Sometimes the market is best viewed from afar


That investment style of being in touch with the market but distant from it has impressive antecedents and performance.

In an August financial crisis, Masters of the Universe must use their BlackBerries from the beach. They are constantly in touch with the data, but out of physical contact with their colleagues. The contrast with 1929 is complete. Then, investors were in contact with each other, but not the data. They crowded around in panic, commiserating with each other, as the ticker tape lagged behind the market.

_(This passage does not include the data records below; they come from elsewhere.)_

//! End-to-end tests against a mock refresh endpoint over real HTTP.

use refresh_bootstrap::{
    Config, EndpointVariant, LoadHook, RefreshBootstrap, RefreshError, build_transport,
};
use rust_common::HttpConfig;
use std::time::Duration;
use test_utils::LogCapture;
use test_utils::fixtures::{
    INVALID_TOKEN_BODY, OK_BODY, REFRESHED_BODY, SESSION_COOKIE, refreshed_with_user_body,
};
use wiremock::matchers::{header, method, path};
use wiremock::{Mock, MockServer, ResponseTemplate};

fn config_for(server: &MockServer, variant: EndpointVariant) -> Config {
    Config::new(&server.uri(), variant)
        .unwrap()
        .with_http(HttpConfig::default().with_timeout(Duration::from_secs(5)))
}

fn bootstrap_for(config: &Config) -> RefreshBootstrap<rust_common::HttpTransport> {
    RefreshBootstrap::from_config(build_transport(config).unwrap(), config).unwrap()
}

/// Address with nothing listening on it.
fn closed_port_url() -> String {
    let listener = std::net::TcpListener::bind("127.0.0.1:0").unwrap();
    let addr = listener.local_addr().unwrap();
    drop(listener);
    format!("http://{addr}")
}

#[tokio::test]
async fn refreshed_status_payload_yields_true() {
    let server = MockServer::start().await;
    Mock::given(method("POST"))
        .and(path("/refresh-token"))
        .respond_with(ResponseTemplate::new(200).set_body_string(REFRESHED_BODY))
        .expect(1)
        .mount(&server)
        .await;

    let logs = LogCapture::new();
    let _guard = logs.install();

    let config = config_for(&server, EndpointVariant::RefreshToken);
    let report = bootstrap_for(&config).attempt_refresh_report().await;

    assert!(report.outcome());
    assert_eq!(
        report.status().and_then(|s| s.status.as_deref()),
        Some("access token refreshed")
    );
    assert!(logs.contains("Access token refreshed"));
}

#[tokio::test]
async fn unauthorized_yields_false_without_error() {
    let server = MockServer::start().await;
    Mock::given(method("POST"))
        .and(path("/refresh"))
        .respond_with(ResponseTemplate::new(401).set_body_string(INVALID_TOKEN_BODY))
        .expect(1)
        .mount(&server)
        .await;

    let logs = LogCapture::new();
    let _guard = logs.install();

    let config = config_for(&server, EndpointVariant::Refresh);
    let bootstrap = bootstrap_for(&config);

    assert!(!bootstrap.attempt_refresh().await);
    assert!(logs.contains("Refresh token failed, user not logged in"));
    assert!(logs.contains("status=401"));
    assert_eq!(bootstrap.metrics().unauthenticated.get(), 1);
}

#[tokio::test]
async fn connection_refused_yields_false_and_is_logged() {
    let logs = LogCapture::new();
    let _guard = logs.install();

    let config = Config::new(&closed_port_url(), EndpointVariant::Refresh).unwrap();
    let report = bootstrap_for(&config).attempt_refresh_report().await;

    assert!(!report.outcome());
    assert!(matches!(report.error(), Some(RefreshError::Transport(e)) if e.is_connection_error()));
    assert!(logs.contains("Error refreshing token"));
    assert!(logs.contains("ERROR"));
}

#[tokio::test]
async fn session_cookie_is_sent_with_refresh() {
    let server = MockServer::start().await;
    Mock::given(method("POST"))
        .and(path("/refresh"))
        .and(header("cookie", SESSION_COOKIE))
        .respond_with(ResponseTemplate::new(200).set_body_string(OK_BODY))
        .expect(1)
        .mount(&server)
        .await;
    // Anything without the cookie is rejected the way the endpoint does.
    Mock::given(method("POST"))
        .respond_with(ResponseTemplate::new(401))
        .mount(&server)
        .await;

    let config = config_for(&server, EndpointVariant::Refresh)
        .with_session_cookie(SESSION_COOKIE)
        .unwrap();

    assert!(bootstrap_for(&config).attempt_refresh().await);
}

#[tokio::test]
async fn missing_cookie_is_rejected() {
    let server = MockServer::start().await;
    Mock::given(method("POST"))
        .and(path("/refresh"))
        .and(header("cookie", SESSION_COOKIE))
        .respond_with(ResponseTemplate::new(200))
        .mount(&server)
        .await;
    Mock::given(method("POST"))
        .respond_with(ResponseTemplate::new(401))
        .expect(1)
        .mount(&server)
        .await;

    let config = config_for(&server, EndpointVariant::Refresh);
    assert!(!bootstrap_for(&config).attempt_refresh().await);
}

#[tokio::test]
async fn refresh_token_variant_rejects_non_json_success() {
    let server = MockServer::start().await;
    Mock::given(method("POST"))
        .and(path("/refresh-token"))
        .respond_with(ResponseTemplate::new(200).set_body_string("<html>ok</html>"))
        .mount(&server)
        .await;

    let logs = LogCapture::new();
    let _guard = logs.install();

    let config = config_for(&server, EndpointVariant::RefreshToken);
    let report = bootstrap_for(&config).attempt_refresh_report().await;

    assert!(!report.outcome());
    assert!(matches!(report.error(), Some(RefreshError::Transport(_))));
    assert!(logs.contains("Error refreshing token"));
}

#[tokio::test]
async fn refresh_token_variant_accepts_json_without_status() {
    let server = MockServer::start().await;
    Mock::given(method("POST"))
        .and(path("/refresh-token"))
        .respond_with(ResponseTemplate::new(200).set_body_string(r#"{"status":1}"#))
        .mount(&server)
        .await;

    let logs = LogCapture::new();
    let _guard = logs.install();

    let config = config_for(&server, EndpointVariant::RefreshToken);
    let report = bootstrap_for(&config).attempt_refresh_report().await;

    assert!(report.outcome());
    assert!(report.status().is_some_and(|s| s.status.is_none()));
    assert!(logs.contains("Access token refreshed"));
}

#[tokio::test]
async fn refresh_variant_ignores_body() {
    let server = MockServer::start().await;
    Mock::given(method("POST"))
        .and(path("/refresh"))
        .respond_with(ResponseTemplate::new(204))
        .mount(&server)
        .await;

    let config = config_for(&server, EndpointVariant::Refresh);
    let report = bootstrap_for(&config).attempt_refresh_report().await;

    assert!(report.outcome());
    assert!(report.status().is_none());
}

#[tokio::test]
async fn identity_payload_is_parsed() {
    let server = MockServer::start().await;
    Mock::given(method("POST"))
        .and(path("/api/refresh"))
        .respond_with(
            ResponseTemplate::new(200).set_body_string(refreshed_with_user_body("anna", 7, 1)),
        )
        .mount(&server)
        .await;

    let config = config_for(&server, EndpointVariant::RefreshToken)
        .with_path("/api/refresh")
        .unwrap();
    let report = bootstrap_for(&config).attempt_refresh_report().await;

    let status = report.status().unwrap();
    assert_eq!(status.user.as_deref(), Some("anna"));
    assert_eq!(status.user_id, Some(7));
    assert_eq!(status.admin, Some(1));
}

#[tokio::test]
async fn load_hook_triggers_exactly_one_call() {
    let server = MockServer::start().await;
    Mock::given(method("POST"))
        .and(path("/refresh"))
        .respond_with(ResponseTemplate::new(200).set_body_string(OK_BODY))
        .expect(1)
        .mount(&server)
        .await;

    let config = config_for(&server, EndpointVariant::Refresh);
    let hook = LoadHook::new(bootstrap_for(&config));

    assert!(hook.fire().await.is_some_and(|r| r.outcome()));
    assert!(hook.fire().await.is_none());

    let requests = server.received_requests().await.unwrap();
    assert_eq!(requests.len(), 1);
}

#[tokio::test]
async fn spawned_hook_settles_even_when_endpoint_is_down() {
    let config = Config::new(&closed_port_url(), EndpointVariant::RefreshToken).unwrap();
    let handle = LoadHook::new(bootstrap_for(&config)).spawn();

    let report = tokio::time::timeout(Duration::from_secs(30), handle)
        .await
        .expect("hook did not settle")
        .unwrap()
        .unwrap();
    assert!(!report.outcome());
}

The death of distance through globalisation, and the ubiquity of data, have been dominant themes of business writers for two decades. Yet Wall Street and the City of London are still literal as well as metaphorical centres of world financial markets. New buildings are rising there on real estate more valuable than ever. While trading is on screens rather than in physical markets, the screens are grouped together in trading rooms. When hedge funds move out of Manhattan and the City, they move en masse, like lemmings, to Connecticut and Mayfair.

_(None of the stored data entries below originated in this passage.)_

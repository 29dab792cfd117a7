//! Refresh attempt counters.

use crate::error::RefreshError;
use crate::refresh::RefreshReport;
use rust_common::Counter;

/// Counters for every refresh attempt and how it ended.
#[derive(Debug)]
pub struct RefreshMetrics {
    /// Attempts started
    pub attempts: Counter,
    /// Attempts the endpoint accepted
    pub refreshed: Counter,
    /// Attempts rejected with a non-success status
    pub unauthenticated: Counter,
    /// Attempts that got no usable response
    pub transport_failures: Counter,
}

impl Default for RefreshMetrics {
    fn default() -> Self {
        Self::new("refresh_bootstrap")
    }
}

impl RefreshMetrics {
    /// Create metrics with the given name prefix.
    #[must_use]
    pub fn new(prefix: &str) -> Self {
        Self {
            attempts: Counter::new(
                format!("{prefix}_attempts_total"),
                "Total number of refresh attempts",
            ),
            refreshed: Counter::new(
                format!("{prefix}_refreshed_total"),
                "Total number of successful refreshes",
            ),
            unauthenticated: Counter::new(
                format!("{prefix}_unauthenticated_total"),
                "Total number of refreshes rejected by the endpoint",
            ),
            transport_failures: Counter::new(
                format!("{prefix}_transport_failures_total"),
                "Total number of refreshes that failed in transport",
            ),
        }
    }

    /// Record how an attempt ended.
    pub fn record(&self, report: &RefreshReport) {
        match report {
            RefreshReport::Refreshed { .. } => self.refreshed.inc(),
            RefreshReport::Failed(RefreshError::Authentication { .. }) => {
                self.unauthenticated.inc();
            }
            RefreshReport::Failed(RefreshError::Transport(_)) => self.transport_failures.inc(),
        }
    }

    /// Format all metrics as Prometheus text.
    #[must_use]
    pub fn to_prometheus(&self) -> String {
        [
            &self.attempts,
            &self.refreshed,
            &self.unauthenticated,
            &self.transport_failures,
        ]
        .iter()
        .map(|c| c.to_prometheus())
        .collect()
    }
}
//! Shared plumbing for the refresh bootstrap.
//!
//! This crate provides:
//! - Transport error type
//! - HTTP client building with a cookie jar, and the [`Transport`] seam
//! - Tracing subscriber setup
//! - Prometheus-style counters

#![forbid(unsafe_code)]
#![warn(missing_docs)]

pub mod error;
pub mod http;
pub mod metrics;
pub mod tracing_config;

pub use error::PlatformError;
pub use http::{HttpConfig, HttpTransport, Transport, TransportResponse, build_http_client};
pub use metrics::Counter;
pub use tracing_config::{TracingConfig, init_tracing};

There are practical advantages of congregating together. Clustering proved to be as characteristic of the high-technology industries of the 1990s as it was for the manufacturing businesses of potteries and textiles.

Scale economies are found in provision of common support facilities. These can be of direct business relevance – the back office requirements of proprietary traders; or appurtenances of the business – lap dancing clubs on the edge of the City for traders and the elegant restaurants of St James’s for hedge fund managers.

The most striking feature of electronic communication is not how much dispersion of activity it has produced, but how little. Teleworking and videoconferencing remain more talked about than done. YouTubeand MySpace are for teens and college students, not grown-ups. E-mail is an impoverished form of communication, as Martin Lukes reminds us every week. And if you need a Second Life, it is probably because there is something missing from your first.

These lessons are lost on the most determined quants. But the failures of quantitative models in the past few weeks have emphasised that the degree to which the world of business and finance can be adequately described by any model is limited. Qualitative data matter as well as quantitative; knowledge is intrinsically imperfect. The information that can be handled by information technology is only a fraction, and sometimes the less important fraction, of the information that matters.

So colleagues exchange knowledge without any prior intention to do so, in water-cooler moments. Body language can be transmitted electronically only by systems with very high resolution and very high speed. The fraction of a second needed for a signal to reach a satellite and bounce back can change the meaning of a message. People continue to need direct face-to-face contact with competitors and associates.

There seem to be advantages to the individual in being close to the action, but also a large downside. Physical proximity helps create a conventional wisdom. Even among Oxford philosophers, perhaps the most argumentative people the world has ever known, day-to-day contact tends to create a common view, even a school of philosophy. Discussion may genuinely resolve differences, or else the repetition of disagreements just becomes too wearing. But the abstruseness of linguistic philosophy that resulted illustrates the problem. The self-referential world of people whose communication is mostly with each other can, and frequently does, become divorced from external reality.

So Warren Buffett, the most successful investor in history, trades from Omaha and advocates an investment style characterised as “lethargy bordering on sloth”. That approach was favoured by John Maynard Keynes, who operated from Bloomsbury and Cambridge and normally traded by telephone from his bed.

That investment style of being in touch with the market but distant from it has impressive antecedents and performance. Perhaps the traders with their BlackBerries on the beach are in the best place to take a rational view of market developments.